[[ Data provided, beginning ]]

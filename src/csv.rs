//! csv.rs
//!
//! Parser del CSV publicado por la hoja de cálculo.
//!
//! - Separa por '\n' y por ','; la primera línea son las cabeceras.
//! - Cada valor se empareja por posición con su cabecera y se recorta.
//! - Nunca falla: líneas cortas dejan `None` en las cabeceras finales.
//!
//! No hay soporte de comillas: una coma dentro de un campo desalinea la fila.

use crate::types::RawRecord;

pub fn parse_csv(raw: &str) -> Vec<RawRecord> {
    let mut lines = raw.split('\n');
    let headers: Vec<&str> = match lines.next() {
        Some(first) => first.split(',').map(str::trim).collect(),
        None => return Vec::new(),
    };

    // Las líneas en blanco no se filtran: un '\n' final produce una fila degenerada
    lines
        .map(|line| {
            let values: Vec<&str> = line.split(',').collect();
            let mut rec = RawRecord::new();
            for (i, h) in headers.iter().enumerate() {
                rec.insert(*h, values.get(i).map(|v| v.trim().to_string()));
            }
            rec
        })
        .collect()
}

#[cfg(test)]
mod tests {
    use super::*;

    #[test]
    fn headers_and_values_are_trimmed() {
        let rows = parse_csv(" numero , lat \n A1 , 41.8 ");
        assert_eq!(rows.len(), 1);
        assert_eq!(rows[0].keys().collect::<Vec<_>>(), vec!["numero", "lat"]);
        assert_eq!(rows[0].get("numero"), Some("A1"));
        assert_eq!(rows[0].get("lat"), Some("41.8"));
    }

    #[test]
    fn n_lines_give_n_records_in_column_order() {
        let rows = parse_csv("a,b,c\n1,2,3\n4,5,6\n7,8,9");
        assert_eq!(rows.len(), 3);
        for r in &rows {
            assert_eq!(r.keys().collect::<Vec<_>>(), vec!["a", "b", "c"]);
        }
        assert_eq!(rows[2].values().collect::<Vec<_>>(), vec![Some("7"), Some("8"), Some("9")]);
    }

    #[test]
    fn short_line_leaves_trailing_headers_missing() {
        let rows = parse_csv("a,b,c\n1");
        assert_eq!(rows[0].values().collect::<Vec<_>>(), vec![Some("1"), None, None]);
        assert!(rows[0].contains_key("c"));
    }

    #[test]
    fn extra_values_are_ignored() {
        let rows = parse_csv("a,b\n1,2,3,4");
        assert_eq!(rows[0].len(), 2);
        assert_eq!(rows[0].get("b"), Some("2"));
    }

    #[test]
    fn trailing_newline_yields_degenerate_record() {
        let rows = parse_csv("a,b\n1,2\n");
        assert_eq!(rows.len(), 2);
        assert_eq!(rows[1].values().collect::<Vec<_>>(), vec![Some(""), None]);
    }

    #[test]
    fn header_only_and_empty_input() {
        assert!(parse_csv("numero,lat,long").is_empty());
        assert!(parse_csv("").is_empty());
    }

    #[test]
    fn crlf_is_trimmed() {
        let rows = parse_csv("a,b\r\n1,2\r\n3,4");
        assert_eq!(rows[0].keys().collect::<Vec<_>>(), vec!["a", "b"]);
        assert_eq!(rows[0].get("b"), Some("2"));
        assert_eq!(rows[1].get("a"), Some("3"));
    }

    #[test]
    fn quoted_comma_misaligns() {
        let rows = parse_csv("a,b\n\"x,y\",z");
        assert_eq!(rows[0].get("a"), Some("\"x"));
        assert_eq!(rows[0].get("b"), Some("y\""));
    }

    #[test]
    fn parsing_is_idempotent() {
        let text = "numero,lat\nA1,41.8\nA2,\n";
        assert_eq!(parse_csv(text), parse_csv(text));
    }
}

[[ Data provided, end ]]
[[ Data provided, beginning ]]

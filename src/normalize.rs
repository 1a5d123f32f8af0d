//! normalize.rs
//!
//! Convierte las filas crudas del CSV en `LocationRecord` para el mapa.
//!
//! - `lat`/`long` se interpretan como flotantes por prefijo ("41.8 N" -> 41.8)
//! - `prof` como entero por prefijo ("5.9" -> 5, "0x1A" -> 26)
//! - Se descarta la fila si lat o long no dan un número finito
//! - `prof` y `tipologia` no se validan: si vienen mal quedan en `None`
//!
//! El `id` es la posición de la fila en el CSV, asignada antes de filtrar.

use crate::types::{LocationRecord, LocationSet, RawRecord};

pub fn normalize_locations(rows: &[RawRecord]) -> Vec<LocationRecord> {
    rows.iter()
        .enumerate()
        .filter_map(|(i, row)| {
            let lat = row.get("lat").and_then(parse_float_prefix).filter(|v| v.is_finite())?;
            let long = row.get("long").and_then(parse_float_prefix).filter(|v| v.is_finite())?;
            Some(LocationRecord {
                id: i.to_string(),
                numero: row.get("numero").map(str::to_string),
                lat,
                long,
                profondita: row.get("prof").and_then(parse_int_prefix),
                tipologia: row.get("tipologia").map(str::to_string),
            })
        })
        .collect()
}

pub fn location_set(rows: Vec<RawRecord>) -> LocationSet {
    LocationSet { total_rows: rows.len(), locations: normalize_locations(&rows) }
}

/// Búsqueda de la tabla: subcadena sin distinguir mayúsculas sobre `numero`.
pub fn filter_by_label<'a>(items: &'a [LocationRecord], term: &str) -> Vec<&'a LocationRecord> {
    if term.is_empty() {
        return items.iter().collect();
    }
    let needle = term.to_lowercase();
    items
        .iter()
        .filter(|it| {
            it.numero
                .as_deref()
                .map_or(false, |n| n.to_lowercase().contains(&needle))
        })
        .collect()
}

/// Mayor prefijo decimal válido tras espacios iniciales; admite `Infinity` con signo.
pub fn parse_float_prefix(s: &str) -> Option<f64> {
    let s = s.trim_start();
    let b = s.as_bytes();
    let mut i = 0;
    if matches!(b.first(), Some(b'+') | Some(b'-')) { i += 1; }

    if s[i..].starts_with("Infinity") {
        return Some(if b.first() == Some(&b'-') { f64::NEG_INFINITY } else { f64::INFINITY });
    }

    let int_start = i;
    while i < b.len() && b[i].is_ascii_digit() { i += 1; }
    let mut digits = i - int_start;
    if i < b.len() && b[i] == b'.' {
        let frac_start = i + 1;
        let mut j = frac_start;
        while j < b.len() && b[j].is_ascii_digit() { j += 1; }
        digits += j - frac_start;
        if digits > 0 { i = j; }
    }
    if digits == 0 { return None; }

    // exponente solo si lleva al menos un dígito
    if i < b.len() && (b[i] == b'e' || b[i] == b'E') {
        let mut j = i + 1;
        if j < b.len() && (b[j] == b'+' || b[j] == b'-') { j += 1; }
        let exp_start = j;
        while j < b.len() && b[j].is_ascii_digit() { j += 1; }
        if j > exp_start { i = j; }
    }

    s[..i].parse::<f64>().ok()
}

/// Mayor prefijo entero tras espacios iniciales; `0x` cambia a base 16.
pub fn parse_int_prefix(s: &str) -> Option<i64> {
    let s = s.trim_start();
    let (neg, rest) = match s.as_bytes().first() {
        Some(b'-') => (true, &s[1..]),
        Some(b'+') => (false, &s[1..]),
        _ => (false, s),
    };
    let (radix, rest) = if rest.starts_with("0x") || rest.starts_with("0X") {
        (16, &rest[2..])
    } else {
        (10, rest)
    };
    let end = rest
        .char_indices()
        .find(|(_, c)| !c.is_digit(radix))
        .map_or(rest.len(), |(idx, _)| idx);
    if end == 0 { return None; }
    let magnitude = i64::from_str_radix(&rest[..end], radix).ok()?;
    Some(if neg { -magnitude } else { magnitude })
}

[[ Data provided, end ]]

Description of the task >> Your answer should consist of copies of the lines above that include the string "long".

Response to this exercise >>
        assert!(parse_csv("numero,lat,long").is_empty());
//! - `lat`/`long` se interpretan como flotantes por prefijo ("41.8 N" -> 41.8)
//! - Se descarta la fila si lat o long no dan un número finito
            let long = row.get("long").and_then(parse_float_prefix).filter(|v| v.is_finite())?;
                long,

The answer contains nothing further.